本實驗通過溫浴甩尾實驗探討發菜EPS的抗炎鎮痛活性。鎮痛實驗結果顯示，發菜EPS能明顯延長溫浴甩尾的時間，其中鹽脅迫發菜胞外多糖鎮痛效果優于無鹽脅迫發菜胞外多糖，且腹腔注射（20 min）相較于皮下注射（30 min）起效速度快，鎮痛效果更顯著，產生上述差異的主要原因可能是兩種發菜EPS注射方式的代謝動力學差異。腹腔注射主要為腹膜吸收，腹膜的面積大且密布血管和淋巴管，因此腹膜有很強的吸收能力，每小時可吸收動物體質量3%～8%的液體，而皮下注射是經皮下結締組織間的毛細血管、淋巴管吸收進入血液循環[29]，所以腹腔注射發菜EPS吸收速率和吸收量都優于皮下注射，這一結果與文獻[29-30]報道的趨勢一致。

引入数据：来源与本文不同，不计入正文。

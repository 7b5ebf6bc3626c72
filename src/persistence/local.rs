//! Browser LocalStorage store (wasm32)

use super::Store;
use crate::error::StorageError;

/// Handle to `window.localStorage`
pub struct LocalStore {
    storage: web_sys::Storage,
}

impl LocalStore {
    /// Fails when storage is disabled (private mode, sandboxed iframe)
    pub fn open() -> Result<Self, StorageError> {
        web_sys::window()
            .and_then(|w| w.local_storage().ok())
            .flatten()
            .map(|storage| Self { storage })
            .ok_or_else(|| StorageError::Unavailable("localStorage not accessible".to_string()))
    }
}

impl Store for LocalStore {
    fn get(&self, key: &str) -> Result<Option<String>, StorageError> {
        self.storage
            .get_item(key)
            .map_err(|e| StorageError::Unavailable(format!("{:?}", e)))
    }

    fn set(&mut self, key: &str, value: &str) -> Result<(), StorageError> {
        self.storage
            .set_item(key, value)
            .map_err(|e| StorageError::Unavailable(format!("{:?}", e)))
    }

    fn remove(&mut self, key: &str) -> Result<(), StorageError> {
        self.storage
            .remove_item(key)
            .map_err(|e| StorageError::Unavailable(format!("{:?}", e)))
    }
}
//! Wheel rendering
//!
//! The wheel is painted once per roster revision into an offscreen image and
//! composited with a rotation every frame.

pub mod cache;
pub mod surface;
pub mod svg;

pub use cache::{RenderCache, WheelGeometry, WheelRenderer, font_size_for, paint_wheel};
pub use surface::{Canvas, Color, Surface, TextAlign, TextStyle};
pub use svg::SvgSurface;
//! Uniform winner selection
//!
//! The draw happens once, synchronously, before the wheel starts moving.

use rand::Rng;

use crate::consts::{MAX_PARTICIPANTS, MIN_PARTICIPANTS};
use crate::error::ValidationError;

/// Source of uniform floats in [0, 1)
pub trait RandomSource {
    fn next_unit(&mut self) -> f64;
}

impl<R: Rng> RandomSource for R {
    fn next_unit(&mut self) -> f64 {
        self.random::<f64>()
    }
}

/// Picks a winner index with participant-count bounds enforced
#[derive(Debug, Clone, Copy)]
pub struct Selector {
    pub min: usize,
    pub max: usize,
}

impl Default for Selector {
    fn default() -> Self {
        Self {
            min: MIN_PARTICIPANTS,
            max: MAX_PARTICIPANTS,
        }
    }
}

impl Selector {
    pub fn with_max(max: usize) -> Self {
        Self {
            max: max.max(MIN_PARTICIPANTS),
            ..Self::default()
        }
    }

    /// Reject counts outside [min, max]
    pub fn check(&self, n: usize) -> Result<(), ValidationError> {
        if n < self.min {
            return Err(ValidationError::TooFewParticipants {
                count: n,
                min: self.min,
            });
        }
        if n > self.max {
            return Err(ValidationError::TooManyParticipants {
                count: n,
                max: self.max,
            });
        }
        Ok(())
    }

    /// Draw an index uniformly from [0, n)
    pub fn pick<R: RandomSource + ?Sized>(
        &self,
        n: usize,
        rng: &mut R,
    ) -> Result<usize, ValidationError> {
        self.check(n)?;
        let u = rng.next_unit();
        // u * n can round up to n when u is within an ulp of 1
        Ok(((u * n as f64).floor() as usize).min(n - 1))
    }
}

/// Draw with the default bounds
pub fn pick<R: RandomSource + ?Sized>(n: usize, rng: &mut R) -> Result<usize, ValidationError> {
    Selector::default().pick(n, rng)
}

#[cfg(test)]
mod tests {
    use super::*;
    use proptest::prelude::*;
    use rand::SeedableRng;
    use rand_pcg::Pcg32;

    struct Fixed(f64);

    impl RandomSource for Fixed {
        fn next_unit(&mut self) -> f64 {
            self.0
        }
    }

    #[test]
    fn test_rejects_fewer_than_two() {
        let mut rng = Pcg32::seed_from_u64(1);
        assert_eq!(
            pick(0, &mut rng),
            Err(ValidationError::TooFewParticipants { count: 0, min: 2 })
        );
        assert!(pick(1, &mut rng).is_err());
        assert!(pick(2, &mut rng).is_ok());
    }

    #[test]
    fn test_rejects_above_max() {
        let mut rng = Pcg32::seed_from_u64(1);
        assert!(pick(1000, &mut rng).is_ok());
        assert_eq!(
            pick(1001, &mut rng),
            Err(ValidationError::TooManyParticipants { count: 1001, max: 1000 })
        );
        assert!(Selector::with_max(5).pick(6, &mut rng).is_err());
    }

    #[test]
    fn test_top_of_unit_range_stays_in_bounds() {
        let almost_one = 1.0 - f64::EPSILON / 2.0;
        assert_eq!(pick(7, &mut Fixed(almost_one)), Ok(6));
        assert_eq!(pick(7, &mut Fixed(0.0)), Ok(0));
    }

    #[test]
    fn test_distribution_is_uniform() {
        // Chi-square with 9 degrees of freedom; 27.88 is the p = 0.001 cutoff
        let n = 10;
        let trials = 50_000;
        let mut rng = Pcg32::seed_from_u64(0xD1CE);
        let mut counts = vec![0u32; n];
        for _ in 0..trials {
            counts[pick(n, &mut rng).unwrap()] += 1;
        }
        let expected = trials as f64 / n as f64;
        let chi2: f64 = counts
            .iter()
            .map(|&c| {
                let d = c as f64 - expected;
                d * d / expected
            })
            .sum();
        assert!(chi2 < 27.88, "chi-square too large: {chi2} ({counts:?})");
    }

    proptest! {
        #[test]
        fn prop_pick_in_range(n in 2usize..=1000, seed in any::<u64>()) {
            let mut rng = Pcg32::seed_from_u64(seed);
            let i = pick(n, &mut rng).unwrap();
            prop_assert!(i < n);
        }
    }
}
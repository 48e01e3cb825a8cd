// Settings commands

use serde_json::{Map, Value};
use tracing::info;

use crate::error::{AppError, Result};
use crate::storage::Storage;

pub fn getAllSettings(storage: &Storage) -> Map<String, Value> {
    storage.settings.read().toMap()
}

/// Value of one option, null when unset
pub fn getSetting(storage: &Storage, key: &str) -> Value {
    storage.settings.read().get(key).unwrap_or(Value::Null)
}

pub fn setSetting(storage: &Storage, key: &str, value: Value) -> Result<()> {
    info!("[setSetting] {}", key);
    storage.updateSettings(|settings| {
        settings
            .applyValue(key, value)
            .map_err(|e| AppError::malformed(format!("Invalid value for {}: {}", key, e)))
    })
}

/// Apply several options at once; nothing is persisted if any value is invalid
pub fn saveAllSettings(storage: &Storage, values: Map<String, Value>) -> Result<()> {
    info!("[saveAllSettings] {} keys", values.len());
    storage.updateSettings(|settings| {
        for (key, value) in values {
            settings
                .applyValue(&key, value)
                .map_err(|e| AppError::malformed(format!("Invalid value for {}: {}", key, e)))?;
        }
        Ok(())
    })
}

#[cfg(test)]
mod tests {
    use super::*;
    use crate::storage::{initStorage, loadSettings};
    use serde_json::json;

    #[test]
    fn test_set_and_get() {
        let dir = tempfile::tempdir().unwrap();
        let storage = initStorage(dir.path()).unwrap();

        setSetting(&storage, "theme", json!("dark")).unwrap();
        assert_eq!(getSetting(&storage, "theme"), json!("dark"));
        assert_eq!(getSetting(&storage, "nothingHere"), Value::Null);

        let (persisted, _) = loadSettings(&storage.settingsPath());
        assert_eq!(persisted.theme, "dark");
    }

    #[test]
    fn test_set_rejects_wrong_type() {
        let dir = tempfile::tempdir().unwrap();
        let storage = initStorage(dir.path()).unwrap();
        let err = setSetting(&storage, "autoBackup", json!("yes")).unwrap_err();
        assert_eq!(err.kind(), "malformedInput");
        assert_eq!(getSetting(&storage, "autoBackup"), json!(true));
    }

    #[test]
    fn test_save_all_is_all_or_nothing() {
        let dir = tempfile::tempdir().unwrap();
        let storage = initStorage(dir.path()).unwrap();

        let mut values = Map::new();
        values.insert("compactView".into(), json!(true));
        values.insert("windowState".into(), json!({"width": 1024, "height": 768}));
        saveAllSettings(&storage, values).unwrap();
        let all = getAllSettings(&storage);
        assert_eq!(all["compactView"], json!(true));
        assert_eq!(all["windowState"], json!({"width": 1024, "height": 768}));

        let mut bad = Map::new();
        bad.insert("theme".into(), json!("dark"));
        bad.insert("maxBackups".into(), json!(-1));
        assert!(saveAllSettings(&storage, bad).is_err());
        assert_eq!(getSetting(&storage, "theme"), json!("light"));
    }
}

二甲苯致小鼠耳廓腫脹實驗結果顯示，發菜EPS能明顯抑制二甲苯所致的小鼠耳廓腫脹。相比于無鹽脅迫發菜胞外多糖，鹽脅迫發菜胞外多糖有更好的抗炎效果，且鹽脅迫發菜胞外多糖的抗炎作用呈現出一定的量效關系。炎癥是機體對損傷刺激所發生的防御反應，疼痛是機體受到傷害性刺激后所產生的一類保護性反應，疼痛與炎癥常同時發生，兩者都是臨床中常見問題。同時，自由基損傷是炎癥病理損傷的一個重要組成部分。本實驗研究結果表明鹽脅迫發菜胞外多糖具有良好的體外抗氧化活性，同時也具有體內鎮痛抗炎活性，但幾種活性之間的關聯性及鹽脅迫發菜胞外多糖在體內發揮活性的作用機理還有待深入研究。

本實驗采用體外自由基清除能力實驗評價鹽脅迫發菜胞外多糖的抗氧化性能，并通過溫浴甩尾和二甲苯致炎實驗研究發菜EPS的抗炎鎮痛活性，結果表明相較于無鹽脅迫發菜胞外多糖，鹽脅迫發菜胞外多糖具有更好的體外抗氧化與抗炎鎮痛活性。為發菜EPS進一步作為功能性食品和多糖藥品等高附加值產品的加工開發提供了數據支持和理論依據。